Tasks and Functionalities of Data Mining
Data mining tasks are designed to be semi-automatic or fully automatic and on large data sets to uncover patterns such as groups or clusters, unusual or over the top data called anomaly detection and dependencies such as association and sequential pattern. Once patterns are uncovered, they can be thought of as a summary of the input data, and further analysis may be carried out using Machine Learning and Predictive analytics. For example, the data mining step might help identify multiple groups in the data that a decision support system can use. Note that data collection, preparation, reporting are not part of data mining.
There is a lot of confusion between data mining and data analysis. Data mining functions are used to define the trends or correlations contained in data mining activities. While data analysis is used to test statistical models that fit the dataset, for example, analysis of a marketing campaign, data mining uses Machine Learning and mathematical and statistical models to discover patterns hidden in the data. In comparison, data mining activities can be divided into two categories:
Functionalities of Data Mining
Data mining functionalities are used to represent the type of patterns that have to be discovered in data mining tasks. Data mining tasks can be classified into two types: descriptive and predictive. Descriptive mining tasks define the common features of the data in the database, and the predictive mining tasks act in inference on the current information to develop predictions.
Data mining is extensively used in many areas or sectors. It is used to predict and characterize data. But the ultimate objective in Data Mining Functionalities is to observe the various trends in data mining. There are several data mining functionalities that the organized and scientific methods offer, such as:
1. Class/Concept Descriptions
A class or concept implies there is a data set or set of features that define the class or a concept. A class can be a category of items on a shop floor, and a concept could be the abstract idea on which data may be categorized like products to be put on clearance sale and non-sale products. There are two concepts here, one that helps with grouping and the other that helps in differentiating.
2. Mining Frequent Patterns
One of the functions of data mining is finding data patterns. Frequent patterns are things that are discovered to be most common in data. Various types of frequency can be found in the dataset.
3. Association Analysis
It analyses the set of items that generally occur together in a transactional dataset. It is also known as Market Basket Analysis for its wide use in retail sales. Two parameters are used for determining the association rules:
Classification is a data mining technique that categorizes items in a collection based on some predefined properties. It uses methods like if-then, decision trees or neural networks to predict a class or essentially classify a collection of items. A training set containing items whose properties are known is used to train the system to predict the category of items from an unknown collection of items.

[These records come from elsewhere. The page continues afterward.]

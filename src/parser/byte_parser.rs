//! Cursor over the bytes of a tree file.
//!
//! [ByteParser] knows the lexical rules shared by everything in a Newick file:
//! blanks, bracketed comments, and labels that are either bare or single-quoted.
//! Grammar lives in [newick](crate::newick).

use crate::parser::byte_source::ByteSource;
use crate::parser::in_memory_byte_source::InMemoryByteSource;
use crate::parser::parsing_error::ParsingError;
use std::path::Path;

const QUOTE: u8 = b'\'';
const COMMENT_OPEN: u8 = b'[';
const COMMENT_CLOSE: u8 = b']';

// =#========================================================================#=
// BYTE PARSER
// =#========================================================================#=
/// Byte cursor with lookahead of one, plus comment and label handling.
///
/// Input is treated as ASCII; bytes of quoted labels are taken as they are
/// and decoded as UTF-8 at the end, so annotations such as `'s__Halo µ'`
/// survive.
///
/// # Example
/// ```
/// use tree2tax::parser::ByteParser;
///
/// let mut parser = ByteParser::for_str("  [comment] 'g__Halo; s__fu':0.5");
/// parser.skip_comment_and_whitespace()?;
/// let label = parser.parse_label(b":,);")?;
/// assert_eq!(label, "g__Halo; s__fu");
/// assert!(parser.consume_if(b':'));
/// # Ok::<(), tree2tax::parser::ParsingError>(())
/// ```
pub struct ByteParser<S: ByteSource> {
    source: S,
}

impl ByteParser<InMemoryByteSource> {
    /// Copies `input` into a new parser.
    pub fn for_str(input: &str) -> Self {
        Self::new(InMemoryByteSource::from_vec(input.into()))
    }

    /// Loads the whole file at `path` into a new parser.
    ///
    /// # Errors
    /// [ParsingError] of kind `IoError` if the file cannot be read.
    pub fn for_file<P: AsRef<Path>>(path: P) -> Result<Self, ParsingError> {
        let source = InMemoryByteSource::from_file(path)?;
        Ok(Self::new(source))
    }
}

// ============================================================================
// Cursor (pub)
// ============================================================================
impl<S: ByteSource> ByteParser<S> {
    /// Wraps any [ByteSource].
    pub fn new(source: S) -> Self {
        ByteParser { source }
    }

    /// Current byte, `None` at the end of input.
    #[inline(always)]
    pub fn peek(&self) -> Option<u8> {
        self.source.peek()
    }

    /// Current byte, moving past it.
    #[inline(always)]
    pub fn next_byte(&mut self) -> Option<u8> {
        self.source.next_byte()
    }

    /// Whether the current byte is `ch`.
    pub fn peek_is(&self, ch: u8) -> bool {
        self.source.peek() == Some(ch)
    }

    /// Moves past the current byte only if it is `ch`, reporting whether it did.
    pub fn consume_if(&mut self, ch: u8) -> bool {
        let matched = self.peek_is(ch);
        if matched {
            self.source.next_byte();
        }
        matched
    }

    /// Moves past the next occurrence of `target`.
    ///
    /// # Returns
    /// `false` if input ran out before `target` showed up
    pub fn consume_until_inclusive(&mut self, target: u8) -> bool {
        std::iter::from_fn(|| self.source.next_byte()).any(|b| b == target)
    }

    /// Whether all input has been consumed.
    pub fn is_eof(&self) -> bool {
        self.source.is_eof()
    }

    /// Number of bytes consumed so far.
    pub fn position(&self) -> usize {
        self.source.position()
    }

    /// Up to `k` upcoming bytes, lossily decoded, for error messages.
    pub fn get_context_as_string(&self, k: usize) -> String {
        String::from_utf8_lossy(self.source.get_context(k)).into_owned()
    }
}

// ============================================================================
// Blanks and comments (pub)
// ============================================================================
impl<S: ByteSource> ByteParser<S> {
    /// Moves past spaces, tabs and line breaks.
    pub fn skip_whitespace(&mut self) {
        while self.peek().is_some_and(|b| matches!(b, b' ' | b'\t' | b'\n' | b'\r')) {
            self.source.next_byte();
        }
    }

    /// Moves past one `[...]` comment if the cursor is on one.
    ///
    /// # Returns
    /// Whether a comment was skipped.
    ///
    /// # Errors
    /// [ParsingError] of kind `UnclosedComment` if `]` never comes.
    pub fn skip_comment(&mut self) -> Result<bool, ParsingError> {
        if !self.consume_if(COMMENT_OPEN) {
            return Ok(false);
        }
        if self.consume_until_inclusive(COMMENT_CLOSE) {
            Ok(true)
        } else {
            Err(ParsingError::unclosed_comment(self))
        }
    }

    /// Moves past any mix of blanks and comments.
    ///
    /// # Errors
    /// See [skip_comment](Self::skip_comment).
    pub fn skip_comment_and_whitespace(&mut self) -> Result<(), ParsingError> {
        loop {
            self.skip_whitespace();
            if !self.skip_comment()? {
                return Ok(());
            }
        }
    }
}

// ============================================================================
// Labels (pub)
// ============================================================================
impl<S: ByteSource> ByteParser<S> {
    /// Reads a label after skipping blanks and comments. A label starting
    /// with `'` is read as quoted, any other up to one of `delimiters`.
    ///
    /// An empty string means there was no label.
    ///
    /// # Errors
    /// [ParsingError] of kind `UnclosedQuote` for a quote that is never closed.
    pub fn parse_label(&mut self, delimiters: &[u8]) -> Result<String, ParsingError> {
        self.skip_comment_and_whitespace()?;
        match self.peek() {
            Some(QUOTE) => self.parse_quoted_label(),
            _ => Ok(self.parse_unquoted_label(delimiters)),
        }
    }

    /// Reads `'...'` with the cursor on the opening quote; `''` inside stands
    /// for a single quote, e.g. `'Wilson''s'` reads as `Wilson's`.
    ///
    /// # Errors
    /// [ParsingError] of kind `UnclosedQuote` if input ends inside the label.
    pub fn parse_quoted_label(&mut self) -> Result<String, ParsingError> {
        self.consume_if(QUOTE);

        let mut bytes = Vec::new();
        loop {
            match self.source.next_byte() {
                None => return Err(ParsingError::unclosed_quote(self)),
                Some(QUOTE) if self.consume_if(QUOTE) => bytes.push(QUOTE),
                Some(QUOTE) => break,
                Some(b) => bytes.push(b),
            }
        }
        Ok(String::from_utf8_lossy(&bytes).into_owned())
    }

    /// Reads bytes up to (not including) the first of `delimiters`, or to
    /// the end of input.
    pub fn parse_unquoted_label(&mut self, delimiters: &[u8]) -> String {
        let mut bytes = Vec::new();
        while let Some(b) = self.peek().filter(|b| !delimiters.contains(b)) {
            bytes.push(b);
            self.source.next_byte();
        }
        String::from_utf8_lossy(&bytes).into_owned()
    }
}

It defines predict some unavailable data values or spending trends. An object can be anticipated based on the attribute values of the object and attribute values of the classes. It can be a prediction of missing numerical values or increase or decrease trends in time-related information. There are primarily two types of predictions in data mining: numeric and class predictions.
6. Cluster Analysis
In image processing, pattern recognition and bioinformatics, clustering is a popular data mining functionality. It is similar to classification, but the classes are not predefined. Data attributes represent the classes. Similar data are grouped together, with the difference being that a class label is not known. Clustering algorithms group data based on similar features and dissimilarities.
7. Outlier Analysis
Outlier analysis is important to understand the quality of data. If there are too many outliers, you cannot trust the data or draw patterns. An outlier analysis determines if there is something out of turn in the data and whether it indicates a situation that a business needs to consider and take measures to mitigate. An outlier analysis of the data that cannot be grouped into any classes by the algorithms is pulled up.
8. Evolution and Deviation Analysis
Evolution Analysis pertains to the study of data sets that change over time. Evolution analysis models are designed to capture evolutionary trends in data helping to characterize, classify, cluster or discriminate time-related data.
9. Correlation Analysis
Correlation is a mathematical technique for determining whether and how strongly two attributes is related to one another. It refers to the various types of data structures, such as trees and graphs, that can be combined with an item set or subsequence. It determines how well two numerically measured continuous variables are linked. Researchers can use this type of analysis to see if there are any possible correlations between variables in their study.